Open Access
Issue
BioMedicine
Volume 7, Number 4, December 2017
Article Number 24
Number of page(s) 5
DOI https://doi.org/10.1051/bmdcn/2017070424
Published online 13 November 2017

© Author(s) 2017. This article is published with open access by China Medical University

Licence Creative Commons
Open Access This article is distributed under terms of the Creative Commons Attribution License which permits any use, distribution, and reproduction in any medium, provided original author(s) and source are credited.

1. Introduction

A large amount of scientific evidence suggests that oxidative stress is involved in the pathogenesis of numerous human diseases. The natural antioxidants from plant extracts are the subject of increasing scientific interest because of their function in the prevention of disease. Most of the research on the potential effects has been focused on free radical scavenging, metal chelating, anti-inflammation, and anticancer activities [1, 2]. All parts of plants, including their leaves, bark, roots, flowers, fruits, and seeds have been extensively studied for their antioxidant activity. The phenolic compounds are widely available in plants and have been reported as the main contributors to the antioxidative and diverse biological properties [3].

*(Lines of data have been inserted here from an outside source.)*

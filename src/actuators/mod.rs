//! Actuator output encoders
//!
//! The engine produces a Kelvin color temperature and a relative intensity.
//! Encoders turn that pair into the payload a particular actuator expects;
//! they are pure and hold no state.

mod hue;
mod rgb_strip;

pub use hue::{
    intensity_to_bri, kelvin_to_mired, HueEncoder, HueLightState, BRI_MAX, BRI_MIN, MIRED_MAX,
    MIRED_MIN,
};
pub use rgb_strip::{kelvin_to_rgb, RgbColor, RgbStripEncoder};

use std::fmt;
use std::str::FromStr;

use serde::{Deserialize, Serialize};

use crate::error::LightingError;
use crate::types::SmoothedTarget;

/// Trait for actuator output encoders
pub trait ActuatorEncoder {
    fn kind(&self) -> ActuatorKind;

    /// Encode a color temperature and intensity into a device command
    fn encode(&self, kelvin: f64, intensity: f64) -> DeviceCommand;

    /// Encode a smoothed engine target
    fn encode_target(&self, target: &SmoothedTarget) -> DeviceCommand {
        self.encode(target.cct_kelvin, target.intensity)
    }
}

/// Supported actuator variants
#[derive(Debug, Clone, Copy, PartialEq, Eq, Hash, Serialize, Deserialize)]
#[serde(rename_all = "snake_case")]
pub enum ActuatorKind {
    /// Smart-bulb bridge addressed with mired codes
    Hue,
    /// RGB strip controller on a serial line
    RgbStrip,
}

impl ActuatorKind {
    pub fn as_str(&self) -> &'static str {
        match self {
            ActuatorKind::Hue => "hue",
            ActuatorKind::RgbStrip => "rgb_strip",
        }
    }

    pub fn encoder(&self) -> &'static dyn ActuatorEncoder {
        match self {
            ActuatorKind::Hue => &HueEncoder,
            ActuatorKind::RgbStrip => &RgbStripEncoder,
        }
    }
}

impl fmt::Display for ActuatorKind {
    fn fmt(&self, f: &mut fmt::Formatter<'_>) -> fmt::Result {
        f.write_str(self.as_str())
    }
}

impl FromStr for ActuatorKind {
    type Err = LightingError;

    fn from_str(s: &str) -> Result<Self, Self::Err> {
        match s.trim().to_ascii_lowercase().as_str() {
            "hue" | "mired" => Ok(ActuatorKind::Hue),
            "rgb" | "rgb_strip" | "rgb-strip" | "serial" => Ok(ActuatorKind::RgbStrip),
            other => Err(LightingError::UnknownActuator(other.to_string())),
        }
    }
}

/// Device-ready command for one actuator
#[derive(Debug, Clone, Copy, PartialEq, Eq, Serialize, Deserialize)]
#[serde(tag = "actuator", rename_all = "snake_case")]
pub enum DeviceCommand {
    Hue(HueLightState),
    RgbStrip(RgbColor),
}

impl DeviceCommand {
    pub fn kind(&self) -> ActuatorKind {
        match self {
            DeviceCommand::Hue(_) => ActuatorKind::Hue,
            DeviceCommand::RgbStrip(_) => ActuatorKind::RgbStrip,
        }
    }

    /// Newline-terminated wire form: JSON light state for bridges,
    /// `RGB,r,g,b` for strips
    pub fn to_wire_line(&self) -> Result<String, LightingError> {
        match self {
            DeviceCommand::Hue(state) => Ok(serde_json::to_string(state)? + "\n"),
            DeviceCommand::RgbStrip(color) => Ok(color.to_serial_line()),
        }
    }
}
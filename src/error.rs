//! Error types for Synheart Lumen

use thiserror::Error;

/// Errors that can occur while loading configuration or decoding inputs.
///
/// The per-tick computation itself never fails; these errors surface only at
/// load time or at the boundary where callers hand raw documents to the crate.
#[derive(Debug, Error)]
pub enum LightingError {
    #[error("Invalid configuration: {0}")]
    InvalidConfig(String),

    #[error("Invalid YAML: {0}")]
    YamlError(#[from] serde_yaml::Error),

    #[error("Invalid JSON: {0}")]
    JsonError(#[from] serde_json::Error),

    #[error("Invalid time of day: {0}")]
    InvalidTime(String),

    #[error("Malformed metrics snapshot: {0}")]
    SnapshotError(String),

    #[error("Unknown actuator: {0}")]
    UnknownActuator(String),

    #[error("I/O error: {0}")]
    Io(#[from] std::io::Error),
}
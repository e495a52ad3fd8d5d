//! Target composition
//!
//! Combines the circadian baseline with normalized signals. Intensity effects
//! compound multiplicatively; color temperature effects are linear Kelvin
//! offsets around the baseline. Both channels are clamped to the configured
//! limits.

use crate::config::LightingConfig;
use crate::normalizer::clamp;
use crate::types::{CircadianBaseline, NormalizedSignals, RawTarget};

/// Composer for raw lighting targets
pub struct TargetComposer;

impl TargetComposer {
    pub fn compose(
        baseline: &CircadianBaseline,
        signals: &NormalizedSignals,
        config: &LightingConfig,
    ) -> RawTarget {
        let weights = &config.weights;
        let limits = &config.limits;
        let shifts = &config.cct_shifts;

        let intensity = baseline.intensity
            * (1.0 + weights.activity_boost * signals.activity)
            * (1.0 - weights.stress_calm * signals.stress)
            * (1.0 - weights.sleep_debt * signals.sleep_debt);
        let intensity = clamp(intensity, limits.intensity_min, limits.intensity_max);

        let cct = baseline.cct_kelvin + shifts.activity * signals.activity
            - shifts.stress * signals.stress
            - shifts.sleep_debt * signals.sleep_debt;
        let cct = clamp(cct, limits.cct_min, limits.cct_max);

        RawTarget::new(intensity, cct)
    }
}

#[cfg(test)]
mod tests {
    use super::*;
    use crate::config::EXAMPLE_CONFIG_YAML;
    use crate::types::Period;

    fn config() -> LightingConfig {
        LightingConfig::from_yaml_str(EXAMPLE_CONFIG_YAML).unwrap()
    }

    fn day_baseline() -> CircadianBaseline {
        CircadianBaseline {
            period: Period::Day,
            intensity: 0.8,
            cct_kelvin: 4000.0,
            fallback: false,
        }
    }

    fn signals(activity: f64, stress: f64, sleep_debt: f64) -> NormalizedSignals {
        NormalizedSignals {
            activity,
            stress,
            sleep_debt,
            quality_flags: vec![],
        }
    }

    #[test]
    fn test_neutral_signals_keep_baseline() {
        let target =
            TargetComposer::compose(&day_baseline(), &NormalizedSignals::neutral(), &config());
        assert_eq!(target.intensity, 0.8);
        assert_eq!(target.cct_kelvin, 4000.0);
    }

    #[test]
    fn test_reference_scenario() {
        let target = TargetComposer::compose(&day_baseline(), &signals(0.8, 0.85, 1.0), &config());

        // 0.8 * 1.24 * 0.575 * 0.7
        assert!((target.intensity - 0.39928).abs() < 1e-9);
        assert!((target.cct_kelvin - 3200.0).abs() < 1e-9);
    }

    #[test]
    fn test_activity_cools_and_brightens() {
        let target = TargetComposer::compose(&day_baseline(), &signals(1.0, 0.0, 0.0), &config());
        assert!((target.intensity - 1.0).abs() < 1e-12);
        assert_eq!(target.cct_kelvin, 4600.0);
    }

    #[test]
    fn test_clamped_to_limits() {
        let mut config = config();
        config.limits.intensity_max = 0.9;
        config.limits.cct_max = 4200.0;
        config.weights.activity_boost = 2.0;

        let target = TargetComposer::compose(&day_baseline(), &signals(1.0, 0.0, 0.0), &config);
        assert_eq!(target.intensity, 0.9);
        assert_eq!(target.cct_kelvin, 4200.0);

        // heavy calming weight would go negative without the floor
        config.weights.stress_calm = 3.0;
        let target = TargetComposer::compose(&day_baseline(), &signals(0.0, 1.0, 1.0), &config);
        assert_eq!(target.intensity, config.limits.intensity_min);
        assert_eq!(target.cct_kelvin, 4000.0 - 800.0 - 600.0);
    }

    #[test]
    fn test_custom_shifts() {
        let mut config = config();
        config.cct_shifts.stress = 400.0;
        let target = TargetComposer::compose(&day_baseline(), &signals(0.0, 0.5, 0.0), &config);
        assert_eq!(target.cct_kelvin, 3800.0);
    }
}
//! Core types for the Synheart Lumen engine
//!
//! This module defines the data structures that flow through each stage of a
//! tick: metrics snapshot, normalized signals, circadian baseline, raw and
//! smoothed light targets, and the frame that bundles them.

use std::fmt;
use std::str::FromStr;

use chrono::{NaiveTime, Timelike};
use serde::{Deserialize, Deserializer, Serialize, Serializer};

use crate::error::LightingError;

/// Seconds in one wall-clock day
pub const SECONDS_PER_DAY: u32 = 86_400;

/// Wall-clock time of day with one-second resolution.
///
/// Stored as seconds since local midnight, always in `0..86_400`. Parses from
/// and serializes to `"HH:MM"` (or `"HH:MM:SS"` when seconds are non-zero).
#[derive(Debug, Clone, Copy, PartialEq, Eq, PartialOrd, Ord, Hash, Default)]
pub struct TimeOfDay(u32);

impl TimeOfDay {
    pub const MIDNIGHT: TimeOfDay = TimeOfDay(0);

    /// Build from hour, minute and second components
    pub fn from_hms(hour: u32, minute: u32, second: u32) -> Result<Self, LightingError> {
        if hour >= 24 || minute >= 60 || second >= 60 {
            return Err(LightingError::InvalidTime(format!(
                "{:02}:{:02}:{:02}",
                hour, minute, second
            )));
        }
        Ok(Self(hour * 3600 + minute * 60 + second))
    }

    /// Build from seconds since midnight, wrapping at 24h
    pub fn from_seconds(seconds: u32) -> Self {
        Self(seconds % SECONDS_PER_DAY)
    }

    /// Build from minutes since midnight, wrapping at 24h
    pub fn from_minutes(minutes: u32) -> Self {
        Self::from_seconds(minutes.wrapping_mul(60))
    }

    /// Current local wall-clock time
    pub fn now_local() -> Self {
        chrono::Local::now().time().into()
    }

    pub fn seconds(&self) -> u32 {
        self.0
    }

    pub fn hour(&self) -> u32 {
        self.0 / 3600
    }

    pub fn minute(&self) -> u32 {
        (self.0 % 3600) / 60
    }

    pub fn second(&self) -> u32 {
        self.0 % 60
    }
}

impl From<NaiveTime> for TimeOfDay {
    fn from(time: NaiveTime) -> Self {
        Self(time.num_seconds_from_midnight())
    }
}

impl FromStr for TimeOfDay {
    type Err = LightingError;

    fn from_str(s: &str) -> Result<Self, Self::Err> {
        let invalid = || LightingError::InvalidTime(s.to_string());

        let parts: Vec<&str> = s.trim().split(':').collect();
        if parts.len() < 2 || parts.len() > 3 {
            return Err(invalid());
        }

        let mut fields = [0u32; 3];
        for (slot, part) in fields.iter_mut().zip(&parts) {
            if part.is_empty() || part.len() > 2 || !part.bytes().all(|b| b.is_ascii_digit()) {
                return Err(invalid());
            }
            *slot = part.parse().map_err(|_| invalid())?;
        }

        Self::from_hms(fields[0], fields[1], fields[2]).map_err(|_| invalid())
    }
}

impl fmt::Display for TimeOfDay {
    fn fmt(&self, f: &mut fmt::Formatter<'_>) -> fmt::Result {
        if self.second() == 0 {
            write!(f, "{:02}:{:02}", self.hour(), self.minute())
        } else {
            write!(
                f,
                "{:02}:{:02}:{:02}",
                self.hour(),
                self.minute(),
                self.second()
            )
        }
    }
}

impl Serialize for TimeOfDay {
    fn serialize<S: Serializer>(&self, serializer: S) -> Result<S::Ok, S::Error> {
        serializer.serialize_str(&self.to_string())
    }
}

impl<'de> Deserialize<'de> for TimeOfDay {
    fn deserialize<D: Deserializer<'de>>(deserializer: D) -> Result<Self, D::Error> {
        let raw = String::deserialize(deserializer)?;
        raw.parse().map_err(serde::de::Error::custom)
    }
}

/// Circadian period of the day
#[derive(Debug, Clone, Copy, PartialEq, Eq, Hash, Serialize, Deserialize)]
#[serde(rename_all = "lowercase")]
pub enum Period {
    Morning,
    Day,
    Evening,
    Night,
}

impl Period {
    /// Periods in clock order, starting from morning
    pub const ALL: [Period; 4] = [Period::Morning, Period::Day, Period::Evening, Period::Night];

    pub fn as_str(&self) -> &'static str {
        match self {
            Period::Morning => "morning",
            Period::Day => "day",
            Period::Evening => "evening",
            Period::Night => "night",
        }
    }

    /// The period whose start closes this period's window
    pub fn next(&self) -> Period {
        match self {
            Period::Morning => Period::Day,
            Period::Day => Period::Evening,
            Period::Evening => Period::Night,
            Period::Night => Period::Morning,
        }
    }
}

impl fmt::Display for Period {
    fn fmt(&self, f: &mut fmt::Formatter<'_>) -> fmt::Result {
        f.write_str(self.as_str())
    }
}

/// Metric carried by a snapshot
#[derive(Debug, Clone, Copy, PartialEq, Eq, Hash, Serialize, Deserialize)]
#[serde(rename_all = "snake_case")]
pub enum MetricField {
    LatestHr,
    StressAvg,
    SleepScore,
}

impl MetricField {
    pub fn as_str(&self) -> &'static str {
        match self {
            MetricField::LatestHr => "latest_hr",
            MetricField::StressAvg => "stress_avg",
            MetricField::SleepScore => "sleep_score",
        }
    }
}

/// Latest biometric snapshot, produced by an external collaborator.
///
/// Every metric is optional: a missing key, a `null`, or a present value that
/// is not a finite number all decode to `None`. Values of the last kind are
/// recorded in `rejected` so callers can report them. `rejected` is computed
/// during decoding and never read from the document.
#[derive(Debug, Clone, Default, PartialEq, Serialize, Deserialize)]
#[serde(from = "RawSnapshot")]
pub struct MetricsSnapshot {
    /// Most recent heart rate (bpm)
    pub latest_hr: Option<f64>,
    /// Recent average stress (0-100)
    pub stress_avg: Option<f64>,
    /// Vendor sleep score (vendor-defined scale)
    pub sleep_score: Option<f64>,
    /// Producer timestamp, passed through untouched
    #[serde(skip_serializing_if = "Option::is_none")]
    pub timestamp: Option<String>,
    /// Metrics that were present but not numeric
    #[serde(skip_serializing_if = "Vec::is_empty")]
    pub rejected: Vec<MetricField>,
}

impl MetricsSnapshot {
    /// Decode a snapshot JSON document.
    ///
    /// Fails only when the document is not a JSON object; individual metric
    /// problems degrade to "no measurement".
    pub fn from_json(json: &str) -> Result<Self, LightingError> {
        serde_json::from_str(json).map_err(|e| LightingError::SnapshotError(e.to_string()))
    }
}

/// Snapshots decode from any JSON object; unknown keys are ignored
type RawSnapshot = serde_json::Map<String, serde_json::Value>;

impl From<RawSnapshot> for MetricsSnapshot {
    fn from(mut raw: RawSnapshot) -> Self {
        // Derived from the metric fields only; an input `rejected` key is ignored
        let mut rejected: Vec<MetricField> = Vec::new();

        let latest_hr = read_metric(raw.remove("latest_hr"), MetricField::LatestHr, &mut rejected);
        let stress_avg =
            read_metric(raw.remove("stress_avg"), MetricField::StressAvg, &mut rejected);
        let sleep_score =
            read_metric(raw.remove("sleep_score"), MetricField::SleepScore, &mut rejected);

        let timestamp = match raw.remove("timestamp") {
            Some(serde_json::Value::String(s)) => Some(s),
            _ => None,
        };

        Self {
            latest_hr,
            stress_avg,
            sleep_score,
            timestamp,
            rejected,
        }
    }
}

fn read_metric(
    value: Option<serde_json::Value>,
    field: MetricField,
    rejected: &mut Vec<MetricField>,
) -> Option<f64> {
    match value {
        None | Some(serde_json::Value::Null) => None,
        Some(serde_json::Value::Number(n)) => match n.as_f64() {
            Some(v) if v.is_finite() => Some(v),
            _ => {
                reject(field, rejected);
                None
            }
        },
        Some(other) => {
            tracing::warn!(metric = field.as_str(), value = %other, "ignoring non-numeric metric");
            reject(field, rejected);
            None
        }
    }
}

fn reject(field: MetricField, rejected: &mut Vec<MetricField>) {
    if !rejected.contains(&field) {
        rejected.push(field);
    }
}

/// Quality flag attached to normalized signals
#[derive(Debug, Clone, PartialEq, Eq, Serialize, Deserialize)]
#[serde(rename_all = "snake_case")]
pub enum QualityFlag {
    MissingHeartRate,
    MissingStress,
    MissingSleepScore,
    InvalidHeartRate,
    InvalidStress,
    InvalidSleepScore,
    DegenerateHeartRateBounds,
}

/// Biometric signals scaled to [0, 1]
#[derive(Debug, Clone, PartialEq, Serialize, Deserialize)]
pub struct NormalizedSignals {
    /// Physical activity derived from heart rate
    pub activity: f64,
    /// Stress level
    pub stress: f64,
    /// 0 = well rested, 1 = poorly rested
    pub sleep_debt: f64,
    /// Flags for missing or rejected inputs
    #[serde(default, skip_serializing_if = "Vec::is_empty")]
    pub quality_flags: Vec<QualityFlag>,
}

impl NormalizedSignals {
    /// Signals with no effect on the baseline
    pub fn neutral() -> Self {
        Self {
            activity: 0.0,
            stress: 0.0,
            sleep_debt: 0.0,
            quality_flags: Vec::new(),
        }
    }
}

/// Baseline selected from the circadian schedule
#[derive(Debug, Clone, PartialEq, Serialize, Deserialize)]
pub struct CircadianBaseline {
    pub period: Period,
    pub intensity: f64,
    pub cct_kelvin: f64,
    /// True when no window matched and the night period was used
    #[serde(default, skip_serializing_if = "std::ops::Not::not")]
    pub fallback: bool,
}

/// Lighting target: relative intensity plus color temperature
#[derive(Debug, Clone, Copy, PartialEq, Serialize, Deserialize)]
pub struct LightTarget {
    /// Relative intensity within the configured limits (0-1)
    pub intensity: f64,
    /// Correlated color temperature (Kelvin)
    pub cct_kelvin: f64,
}

impl LightTarget {
    pub fn new(intensity: f64, cct_kelvin: f64) -> Self {
        Self {
            intensity,
            cct_kelvin,
        }
    }
}

/// Composed target before temporal smoothing
pub type RawTarget = LightTarget;

/// Target after dead-band and exponential smoothing
pub type SmoothedTarget = LightTarget;

/// Everything one engine tick computed
#[derive(Debug, Clone, PartialEq, Serialize, Deserialize)]
pub struct LightFrame {
    /// Wall-clock time the baseline was selected for
    pub at: TimeOfDay,
    pub baseline: CircadianBaseline,
    pub signals: NormalizedSignals,
    pub raw: RawTarget,
    pub smoothed: SmoothedTarget,
}
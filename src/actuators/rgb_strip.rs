//! RGB strip encoder
//!
//! Approximates the color of a black-body radiator with an empirical piecewise
//! fit over temperature in hundreds of Kelvin, then scales each channel by
//! intensity. The strip controller reads `RGB,<r>,<g>,<b>` lines on a serial
//! link.

use serde::{Deserialize, Serialize};

use super::{ActuatorEncoder, ActuatorKind, DeviceCommand};
use crate::normalizer::clamp;

/// 8-bit RGB triplet
#[derive(Debug, Clone, Copy, PartialEq, Eq, Serialize, Deserialize)]
pub struct RgbColor {
    pub r: u8,
    pub g: u8,
    pub b: u8,
}

impl RgbColor {
    pub fn new(r: u8, g: u8, b: u8) -> Self {
        Self { r, g, b }
    }

    /// Scale every channel by intensity (clamped to 0-1), truncating
    pub fn scaled(&self, intensity: f64) -> Self {
        let factor = clamp(intensity, 0.0, 1.0);
        let scale = |channel: u8| (channel as f64 * factor) as u8;
        Self::new(scale(self.r), scale(self.g), scale(self.b))
    }

    /// Newline-terminated line for the strip controller
    pub fn to_serial_line(&self) -> String {
        format!("RGB,{},{},{}\n", self.r, self.g, self.b)
    }
}

/// Approximate RGB color of a color temperature, at full intensity
pub fn kelvin_to_rgb(kelvin: f64) -> RgbColor {
    let t = kelvin / 100.0;

    let red = if t <= 66.0 {
        255.0
    } else {
        clamp(329.698727446 * (t - 60.0).powf(-0.1332047592), 0.0, 255.0)
    };

    let green = if t <= 66.0 {
        clamp(99.4708025861 * t.ln() - 161.1195681661, 0.0, 255.0)
    } else {
        clamp(288.1221695283 * (t - 60.0).powf(-0.0755148492), 0.0, 255.0)
    };

    let blue = if t >= 66.0 {
        255.0
    } else if t <= 19.0 {
        0.0
    } else {
        clamp(138.5177312231 * (t - 10.0).ln() - 305.0447927307, 0.0, 255.0)
    };

    // float-to-int casts truncate
    RgbColor::new(red as u8, green as u8, blue as u8)
}

/// Encoder for serial RGB strips
pub struct RgbStripEncoder;

impl ActuatorEncoder for RgbStripEncoder {
    fn kind(&self) -> ActuatorKind {
        ActuatorKind::RgbStrip
    }

    fn encode(&self, kelvin: f64, intensity: f64) -> DeviceCommand {
        DeviceCommand::RgbStrip(kelvin_to_rgb(kelvin).scaled(intensity))
    }
}

#[cfg(test)]
mod tests {
    use super::*;
    use pretty_assertions::assert_eq;

    #[test]
    fn test_branch_boundary_at_6600k() {
        let color = kelvin_to_rgb(6600.0);
        assert_eq!(color.r, 255);
        assert_eq!(color.b, 255);
        assert_eq!(color.g, 255);
    }

    #[test]
    fn test_reference_colors() {
        assert_eq!(kelvin_to_rgb(2000.0), RgbColor::new(255, 136, 13));
        assert_eq!(kelvin_to_rgb(3200.0), RgbColor::new(255, 183, 123));
        assert_eq!(kelvin_to_rgb(4000.0), RgbColor::new(255, 205, 166));
        assert_eq!(kelvin_to_rgb(6500.0), RgbColor::new(255, 254, 250));
        assert_eq!(kelvin_to_rgb(10_000.0), RgbColor::new(201, 218, 255));
    }

    #[test]
    fn test_blue_cutoff() {
        assert_eq!(kelvin_to_rgb(1900.0).b, 0);
        assert_eq!(kelvin_to_rgb(1000.0), RgbColor::new(255, 67, 0));
    }

    #[test]
    fn test_scaled_truncates() {
        let color = kelvin_to_rgb(3200.0).scaled(0.5);
        assert_eq!(color, RgbColor::new(127, 91, 61));
        assert_eq!(kelvin_to_rgb(3200.0).scaled(0.0), RgbColor::new(0, 0, 0));
        assert_eq!(kelvin_to_rgb(3200.0).scaled(2.0), kelvin_to_rgb(3200.0));
    }

    #[test]
    fn test_serial_line() {
        assert_eq!(RgbColor::new(101, 73, 49).to_serial_line(), "RGB,101,73,49\n");
    }

    #[test]
    fn test_encode() {
        assert_eq!(
            RgbStripEncoder.encode(6600.0, 1.0),
            DeviceCommand::RgbStrip(RgbColor::new(255, 255, 255))
        );
    }
}
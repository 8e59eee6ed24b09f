//! TCP sockets over mio.
//!
//! Thin wrappers that give mio's non-blocking TCP types the core
//! [`Socket`] and [`Listener`] contracts. The reactor registers the inner
//! mio handles; the server only ever reads, writes, accepts, and closes.

use std::{
    io::{self, Read, Write},
    net::{Shutdown, SocketAddr},
};

use chorus_core::{Listener, Socket};
use mio::net::{TcpListener, TcpStream};

/// Non-blocking listening socket.
#[derive(Debug)]
pub struct MioListener {
    pub(crate) inner: TcpListener,
}

impl MioListener {
    /// Bind a non-blocking listener to `addr`.
    pub fn bind(addr: SocketAddr) -> io::Result<Self> {
        let inner = TcpListener::bind(addr)?;
        tracing::debug!(%addr, "listener bound");
        Ok(Self { inner })
    }
}

impl Listener for MioListener {
    type Socket = MioStream;

    fn accept(&mut self) -> io::Result<(MioStream, SocketAddr)> {
        let (inner, peer) = self.inner.accept()?;
        if let Err(e) = inner.set_nodelay(true) {
            tracing::debug!(%peer, error = %e, "failed to set TCP_NODELAY");
        }
        Ok((MioStream { inner }, peer))
    }

    fn local_addr(&self) -> io::Result<SocketAddr> {
        self.inner.local_addr()
    }
}

/// Accepted non-blocking TCP connection.
#[derive(Debug)]
pub struct MioStream {
    pub(crate) inner: TcpStream,
}

impl Read for MioStream {
    fn read(&mut self, buf: &mut [u8]) -> io::Result<usize> {
        self.inner.read(buf)
    }
}

impl Write for MioStream {
    fn write(&mut self, buf: &[u8]) -> io::Result<usize> {
        self.inner.write(buf)
    }

    fn flush(&mut self) -> io::Result<()> {
        self.inner.flush()
    }
}

impl Socket for MioStream {
    fn close(&mut self) -> io::Result<()> {
        match self.inner.shutdown(Shutdown::Both) {
            // Peer already gone; the descriptor is released on drop either way.
            Err(e) if e.kind() == io::ErrorKind::NotConnected => Ok(()),
            other => other,
        }
    }
}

The genus Chenopodium includes more than 200 species and many of these are edible either whole plants or parts of the plant. The widely used of Chenopodium species in traditional medicine have resulted in its phytochemicals, such as flavonoids [4]. Quinoa (Chenopodium quinoa Willd.) is known as a pseudo-cereal and has been found to contain compounds like polyphenols, phytosterols, and flavonoids, all with possible nutraceutical benefits. It is traditionally consumed by the native population of the Andes region [5] and has been recognized as a complete food that is rich in nutrients [6]. With the increasing worldwide attention to its nutritional contents, the quinoa seeds have been reported to exhibit beneficial effects on human health. However, very few studies exist conducted on the biological activities of quinoa leaves. Quinoa leaves till now have been thought of as worthless waste but are actually edible and may serve as a valuable ingredient in functional food. The aim of this study was to evaluate the potential bioactivity of quinoa leaf extracts on antioxidant and anti-inflammation activities. The antioxidant activities of these extracts were determined by using DPPH scavenging and the chelation capacity of ferrous ion. The production of nitric oxide (NO) induced by lipopolysaccharide (LPS) in RAW 264.7 cells was used to assess the anti-inflammatory effects.

2. Materials and methods

2.1. Chemicals and plant materials

1,1-Diphenyl-2-picrylhydrazyl (DPPH), Folin-Ciocalteu’s reagent, gallic acid, lipopolysaccharide (LPS), ferrozine, sodium carbonate, and dimethyl sulfoxide (DMSO) were purchased from Sigma-Aldrich (St. Louis, MO, USA). RPMI 1640, fetal bovine serum (FBS), antibiotic antimycotic solution, phosphate buffered saline (PBS), and 3-[4, 5-dimethylthiazole-2-yl]-2,5-diphenyltetrazolium bromide (MTT) were purchased from Gibco (Thermo-Fisher Science, Inc.). Ethanol (analytical grade) was purchased from ECHO Chemical Co., Ltd. (Miaoli, Taiwan). Quinoa plants were grown in a temperature-controlled greenhouse. Fully expanded leaves of quinoa were harvested and freeze-dried for 24-h. The dried sample was ground into powder using a kitchen milling machine and stored at -20°C prior to extraction.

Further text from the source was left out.